Skip to content

Threat model

This page lists the security promises OpenSpine makes and shows how we test them.

A security claim nobody can falsify is marketing, not engineering. Every claim below maps to a named cargo test — or, where a claim genuinely isn’t assertable inside a test (a Docker network topology fact, say), to a documented manual: justification instead of a stretched mapping.
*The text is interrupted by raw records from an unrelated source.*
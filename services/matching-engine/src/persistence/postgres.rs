//! `PostgreSQL` store
//!
//! Enum columns hold the upper-case wire names (`BUY`, `PARTIALLY_FILLED`).
//! Prices are stored as i64 ticks, quantities as whole shares.

use async_trait::async_trait;
use chrono::{DateTime, Utc};
use services_common::{Px, Qty, Symbol};
use sqlx::postgres::PgRow;
use sqlx::{PgPool, Postgres, Row, Transaction};
use std::str::FromStr;
use tracing::{debug, info};

use super::{OrderStore, StoreTransaction};
use crate::error::{StoreError, StoreResult};
use crate::instrument::{Instrument, InstrumentReference};
use crate::order::{Order, OrderId, OrderSide, OrderStatus, Trade, TradeId};

const ORDER_COLUMNS: &str = "id, sequence_number, side, category, symbol, quantity, \
     filled_quantity, price, status, user_id, created_at, updated_at";

const TRADE_COLUMNS: &str = "id, buy_order_id, sell_order_id, symbol, quantity, price, executed_at";

const INSTRUMENT_COLUMNS: &str = "symbol, name, description, sector, reference_price, day_high, \
     day_low, volume, market_cap, last_updated";

/// Store backed by a `PostgreSQL` pool
#[derive(Debug, Clone)]
pub struct PgStore {
    /// Database pool
    db_pool: PgPool,
}

impl PgStore {
    /// Create a store over an existing pool
    #[must_use]
    pub const fn new(db_pool: PgPool) -> Self {
        Self { db_pool }
    }

    /// Underlying pool
    #[must_use]
    pub const fn pool(&self) -> &PgPool {
        &self.db_pool
    }

    /// List or refresh an instrument
    pub async fn upsert_instrument(&self, instrument: &Instrument) -> StoreResult<()> {
        sqlx::query(
            r"
            INSERT INTO instruments (
                symbol, name, description, sector, reference_price,
                day_high, day_low, volume, market_cap, last_updated
            ) VALUES ($1, $2, $3, $4, $5, $6, $7, $8, $9, $10)
            ON CONFLICT (symbol) DO UPDATE SET
                name = EXCLUDED.name,
                description = EXCLUDED.description,
                sector = EXCLUDED.sector,
                reference_price = EXCLUDED.reference_price,
                day_high = EXCLUDED.day_high,
                day_low = EXCLUDED.day_low,
                volume = EXCLUDED.volume,
                market_cap = EXCLUDED.market_cap,
                last_updated = EXCLUDED.last_updated
            ",
        )
        .bind(instrument.symbol.as_str())
        .bind(&instrument.name)
        .bind(&instrument.description)
        .bind(&instrument.sector)
        .bind(instrument.reference_price.as_i64())
        .bind(instrument.day_high.as_i64())
        .bind(instrument.day_low.as_i64())
        .bind(instrument.volume)
        .bind(instrument.market_cap)
        .bind(instrument.last_updated)
        .execute(&self.db_pool)
        .await?;

        debug!("Instrument {} upserted", instrument.symbol);
        Ok(())
    }

    async fn fetch_orders(&self, sql: &str) -> StoreResult<Vec<Order>> {
        let rows = sqlx::query(sql).fetch_all(&self.db_pool).await?;
        rows.iter().map(order_from_row).collect()
    }
}

#[async_trait]
impl OrderStore for PgStore {
    async fn create_order(&self, mut order: Order) -> StoreResult<Order> {
        let row = sqlx::query(
            r"
            INSERT INTO orders (
                id, side, category, symbol, quantity, filled_quantity,
                price, status, user_id, created_at, updated_at
            ) VALUES ($1, $2, $3, $4, $5, $6, $7, $8, $9, $10, $11)
            RETURNING sequence_number
            ",
        )
        .bind(order.id)
        .bind(order.side.as_str())
        .bind(order.category.as_str())
        .bind(order.symbol.as_str())
        .bind(order.quantity.as_i64())
        .bind(order.filled_quantity.as_i64())
        .bind(order.price.as_i64())
        .bind(order.status.as_str())
        .bind(user_id_to_column(order.user_id)?)
        .bind(order.created_at)
        .bind(order.updated_at)
        .fetch_one(&self.db_pool)
        .await?;

        order.sequence_number = to_u64("orders", "sequence_number", row.try_get("sequence_number")?)?;
        debug!("Order {} persisted with sequence {}", order.id, order.sequence_number);
        Ok(order)
    }

    async fn begin(&self) -> StoreResult<Box<dyn StoreTransaction>> {
        let tx = self.db_pool.begin().await?;
        Ok(Box::new(PgTransaction { tx }))
    }

    async fn load_order(&self, order_id: OrderId) -> StoreResult<Option<Order>> {
        let sql = format!("SELECT {ORDER_COLUMNS} FROM orders WHERE id = $1");
        let row = sqlx::query(&sql)
            .bind(order_id)
            .fetch_optional(&self.db_pool)
            .await?;
        row.as_ref().map(order_from_row).transpose()
    }

    async fn list_orders(&self) -> StoreResult<Vec<Order>> {
        self.fetch_orders(&format!(
            "SELECT {ORDER_COLUMNS} FROM orders ORDER BY created_at DESC, sequence_number DESC"
        ))
        .await
    }

    async fn orders_by_symbol(&self, symbol: &Symbol) -> StoreResult<Vec<Order>> {
        let sql = format!(
            "SELECT {ORDER_COLUMNS} FROM orders WHERE symbol = $1 \
             ORDER BY created_at DESC, sequence_number DESC"
        );
        let rows = sqlx::query(&sql)
            .bind(symbol.as_str())
            .fetch_all(&self.db_pool)
            .await?;
        rows.iter().map(order_from_row).collect()
    }

    async fn orders_by_user(&self, user_id: u64) -> StoreResult<Vec<Order>> {
        let sql = format!(
            "SELECT {ORDER_COLUMNS} FROM orders WHERE user_id = $1 \
             ORDER BY created_at DESC, sequence_number DESC"
        );
        let rows = sqlx::query(&sql)
            .bind(user_id_to_column(user_id)?)
            .fetch_all(&self.db_pool)
            .await?;
        rows.iter().map(order_from_row).collect()
    }

    async fn load_resting_orders(&self) -> StoreResult<Vec<Order>> {
        let orders = self
            .fetch_orders(&format!(
                "SELECT {ORDER_COLUMNS} FROM orders \
                 WHERE status IN ('PENDING', 'PARTIALLY_FILLED') \
                 ORDER BY symbol, created_at, sequence_number"
            ))
            .await?;
        info!("Loaded {} open orders from database", orders.len());
        Ok(orders)
    }

    async fn load_trade(&self, trade_id: TradeId) -> StoreResult<Option<Trade>> {
        let sql = format!("SELECT {TRADE_COLUMNS} FROM trades WHERE id = $1");
        let row = sqlx::query(&sql)
            .bind(trade_id)
            .fetch_optional(&self.db_pool)
            .await?;
        row.as_ref().map(trade_from_row).transpose()
    }

    async fn list_trades(&self) -> StoreResult<Vec<Trade>> {
        let sql = format!("SELECT {TRADE_COLUMNS} FROM trades ORDER BY executed_at DESC, id");
        let rows = sqlx::query(&sql).fetch_all(&self.db_pool).await?;
        rows.iter().map(trade_from_row).collect()
    }

    async fn trades_for_order(&self, order_id: OrderId) -> StoreResult<Vec<Trade>> {
        let sql = format!(
            "SELECT {TRADE_COLUMNS} FROM trades \
             WHERE buy_order_id = $1 OR sell_order_id = $1 ORDER BY executed_at, id"
        );
        let rows = sqlx::query(&sql)
            .bind(order_id)
            .fetch_all(&self.db_pool)
            .await?;
        rows.iter().map(trade_from_row).collect()
    }
}

#[async_trait]
impl InstrumentReference for PgStore {
    async fn lookup(&self, symbol: &Symbol) -> StoreResult<Option<Instrument>> {
        let sql = format!("SELECT {INSTRUMENT_COLUMNS} FROM instruments WHERE symbol = $1");
        let row = sqlx::query(&sql)
            .bind(symbol.as_str())
            .fetch_optional(&self.db_pool)
            .await?;
        row.as_ref().map(instrument_from_row).transpose()
    }

    async fn list(&self) -> StoreResult<Vec<Instrument>> {
        let sql = format!("SELECT {INSTRUMENT_COLUMNS} FROM instruments ORDER BY symbol");
        let rows = sqlx::query(&sql).fetch_all(&self.db_pool).await?;
        rows.iter().map(instrument_from_row).collect()
    }
}

/// Unit of work over a `PostgreSQL` transaction
struct PgTransaction {
    tx: Transaction<'static, Postgres>,
}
The source of truth is docs/threat-claims.md in the repository; scripts/check-claims.sh fails the build if a claimed test doesn’t exist, or if the register is ever gutted to zero rows.

Claim Verification
Telegram owner messages are verified against the configured owner ID before owner routing configured_owner_text_message_is_verified
Identity is not authority: a spoofed owner ID without a verified source is denied spoofed_owner_id_without_verified_source_is_denied
Connector authentication and account role grant no trust by themselves gmail_connector_authenticated_alone_does_not_match_the_selected_thread_route
External communication and content are treated as data, never instruction email_reply_drafter_template_wraps_untrusted_context_on_the_wire
The shell receives no raw connector credentials — only KERNEL_ENDPOINT and TASK_TOKEN process_driver_clears_env_and_sets_only_two_vars
The shell cannot directly call arbitrary external APIs in normal operation manual: network egress containment is a Docker network property (compose.yaml’s openspine-internal network is internal: true)
Private-context model calls are mediated by the model gateway, with untrusted context sent wrapped, never raw generate_sends_untrusted_context_in_body
User-selected targets are proven with selection tokens bound to the requesting grant email_read_selected_thread_rejects_foreign_grant
Selection tokens are single-use email_read_selected_thread_rejects_second_use
Authority is composed by deterministic intersection — no candidate allow means the action is not granted no_candidate_allow_means_action_is_not_granted
Explicit deny wins over any allow explicit_deny_overrides_allow
Approval-required overrides a plain allow approval_required_overrides_plain_allow
Every effectful action is mediated by gate() before dispatch approval_required_action_stops_before_dispatch
Audit records reference encrypted artifact refs for private payloads, never plaintext audit_metadata_records_action_grant_and_refs_not_plaintext
The shell cannot widen its own authority without explicit owner approval widening_via_a_proposed_pack_requires_approval_first
LLMs may not resolve authority-affecting route conflicts priority_tie_with_equal_specificity_is_ambiguous
Final email send is denied regardless of grant or approval state global_policy_round_trips_and_denies_send
Kernel replies are channel-bound: always sent to the grant-bound owner chat, never an override lyra_ui_preview_sends_telegram_reply_to_grant_bound_chat
System-operations actions (host filesystem, raw network egress) are high-impact and denied by default host_filesystem_read_and_write_are_denied_for_owner_control_grant

What the current phases do not claim to defend against

Section titled “What the current phases do not claim to defend against”
  • A malicious root user on the host.
  • A compromised kernel process or a compromised host OS.
  • A model provider retaining data despite its stated policy.
  • A user manually copying private data elsewhere after the kernel has legitimately shown it to them.
  • Physical device compromise.
  • All side-channel leakage.

These claims and exclusions refer to the OpenSpine/Lyra runtime substrate as a whole, not only the Lyra personal-assistant product.